What the task requires: Repeat only the lines below from the one containing "List detected matches" through the one containing "redact this category", inclusive, exactly as written.

Exercise materials:
━━━━━━━━━━━━━━━━━━━━
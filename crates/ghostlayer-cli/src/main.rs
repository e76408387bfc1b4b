//! GhostLayer CLI
//!
//! Detects and redacts sensitive data in text, restores tagged text, and
//! manages the persistent rule store.

mod commands;
mod config;

use clap::{Parser, Subcommand};
use ghostlayer_core::Category;
use std::path::PathBuf;
use tracing::{Level, debug};
use tracing_subscriber::{EnvFilter, FmtSubscriber};

use crate::config::AppConfig;

#[derive(Parser)]
#[command(name = "ghostlayer")]
#[command(about = "GhostLayer - reversible redaction of sensitive data", long_about = None)]
struct Cli {
    #[command(subcommand)]
    command: Commands,

    /// Path to configuration file (YAML or TOML)
    #[arg(
        short,
        long,
        value_name = "FILE",
        env = "GHOSTLAYER_CONFIG",
        global = true
    )]
    config: Option<PathBuf>,

    /// Rule store path (overrides config and GHOSTLAYER_STORE)
    #[arg(long, value_name = "FILE", global = true)]
    store: Option<String>,
}

#[derive(Subcommand)]
enum Commands {
    /// List detected matches
    Detect {
        /// Input file (stdin if omitted)
        #[arg(short, long)]
        input: Option<PathBuf>,

        /// Print matches as JSON
        #[arg(long, default_value = "false")]
        json: bool,
    },
    /// Print the text with every redacted match replaced by its tag
    Redact {
        /// Input file (stdin if omitted)
        #[arg(short, long)]
        input: Option<PathBuf>,

        /// Write the match list here for a later `restore`
        #[arg(long, value_name = "FILE")]
        matches_out: Option<PathBuf>,
    },
    /// Replace tags with the original values
    Restore {
        /// Match list written by `redact --matches-out`
        #[arg(long, value_name = "FILE")]
        matches: PathBuf,

        /// Tagged input file (stdin if omitted)
        #[arg(short, long)]
        input: Option<PathBuf>,
    },
    /// Print redaction statistics as JSON
    Stats {
        /// Input file (stdin if omitted)
        #[arg(short, long)]
        input: Option<PathBuf>,
    },
    /// Run a custom pattern through the safety gate
    CheckPattern {
        pattern: String,
    },
    /// List every category with its tag name and label
    Categories,
    /// Manage user rules ("Memory")
    #[command(subcommand)]
    Rule(RuleCommand),
    /// Manage custom patterns
    #[command(subcommand)]
    Pattern(PatternCommand),
    /// Manage whitelist entries
    #[command(subcommand)]
    Whitelist(WhitelistCommand),
}

#[derive(Subcommand)]
enum RuleCommand {
    /// Always redact this phrase
    Add {
        text: String,

        #[arg(long, default_value = "MEMORY")]
        category: Category,
    },
    List,
    /// Enable or disable a rule
    Toggle { id: String },
    Remove { id: String },
}

#[derive(Subcommand)]
enum PatternCommand {
    /// Add a regex; it must pass the safety gate
    Add {
        name: String,
        regex: String,

        #[arg(long, default_value = "CUSTOM")]
        category: Category,
    },
    List,
    /// Activate or deactivate a pattern
    Toggle { id: String },
    Remove { id: String },
}

#[derive(Subcommand)]
enum WhitelistCommand {
    /// Never redact this phrase
    Add { phrase: String },
    /// Never redact this category
    AddCategory { category: Category },
    List,
    Remove { phrase: String },
    RemoveCategory { category: Category },
}

#[tokio::main]
async fn main() -> anyhow::Result<()> {
    let cli = Cli::parse();

    let mut config = if let Some(path) = &cli.config {
        AppConfig::from_file(path)?
    } else {
        AppConfig::default()
    };

    // Merge environment variables (they override config file)
    config.merge_env();

    // CLI flag has the highest precedence
    if let Some(store) = &cli.store {
        config.store.path = store.clone();
    }

    init_logging(&config.logging.level)?;
    debug!("Using rule store {}", config.store.path);

    commands::run(cli.command, &config).await
}

/// Logs go to stderr; stdout carries command output
fn init_logging(level: &str) -> anyhow::Result<()> {
    let log_level = match level.to_lowercase().as_str() {
        "trace" => Level::TRACE,
        "debug" => Level::DEBUG,
        "info" => Level::INFO,
        "warn" => Level::WARN,
        "error" => Level::ERROR,
        _ => Level::INFO,
    };

    let filter = EnvFilter::try_from_default_env()
        .unwrap_or_else(|_| EnvFilter::new(format!("{}", log_level)));

    let subscriber = FmtSubscriber::builder()
        .with_env_filter(filter)
        .with_writer(std::io::stderr)
        .finish();
    tracing::subscriber::set_global_default(subscriber)?;
    Ok(())
}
━━━━━━━━━━━━━━━━━━━━
Response below:
    /// List detected matches
    Detect {
        /// Input file (stdin if omitted)
        #[arg(short, long)]
        input: Option<PathBuf>,

        /// Print matches as JSON
        #[arg(long, default_value = "false")]
        json: bool,
    },
    /// Print the text with every redacted match replaced by its tag
    Redact {
        /// Input file (stdin if omitted)
        #[arg(short, long)]
        input: Option<PathBuf>,

        /// Write the match list here for a later `restore`
        #[arg(long, value_name = "FILE")]
        matches_out: Option<PathBuf>,
    },
    /// Replace tags with the original values
    Restore {
        /// Match list written by `redact --matches-out`
        #[arg(long, value_name = "FILE")]
        matches: PathBuf,

        /// Tagged input file (stdin if omitted)
        #[arg(short, long)]
        input: Option<PathBuf>,
    },
    /// Print redaction statistics as JSON
    Stats {
        /// Input file (stdin if omitted)
        #[arg(short, long)]
        input: Option<PathBuf>,
    },
    /// Run a custom pattern through the safety gate
    CheckPattern {
        pattern: String,
    },
    /// List every category with its tag name and label
    Categories,
    /// Manage user rules ("Memory")
    #[command(subcommand)]
    Rule(RuleCommand),
    /// Manage custom patterns
    #[command(subcommand)]
    Pattern(PatternCommand),
    /// Manage whitelist entries
    #[command(subcommand)]
    Whitelist(WhitelistCommand),
}

#[derive(Subcommand)]
enum RuleCommand {
    /// Always redact this phrase
    Add {
        text: String,

        #[arg(long, default_value = "MEMORY")]
        category: Category,
    },
    List,
    /// Enable or disable a rule
    Toggle { id: String },
    Remove { id: String },
}

#[derive(Subcommand)]
enum PatternCommand {
    /// Add a regex; it must pass the safety gate
    Add {
        name: String,
        regex: String,

        #[arg(long, default_value = "CUSTOM")]
        category: Category,
    },
    List,
    /// Activate or deactivate a pattern
    Toggle { id: String },
    Remove { id: String },
}

#[derive(Subcommand)]
enum WhitelistCommand {
    /// Never redact this phrase
    Add { phrase: String },
    /// Never redact this category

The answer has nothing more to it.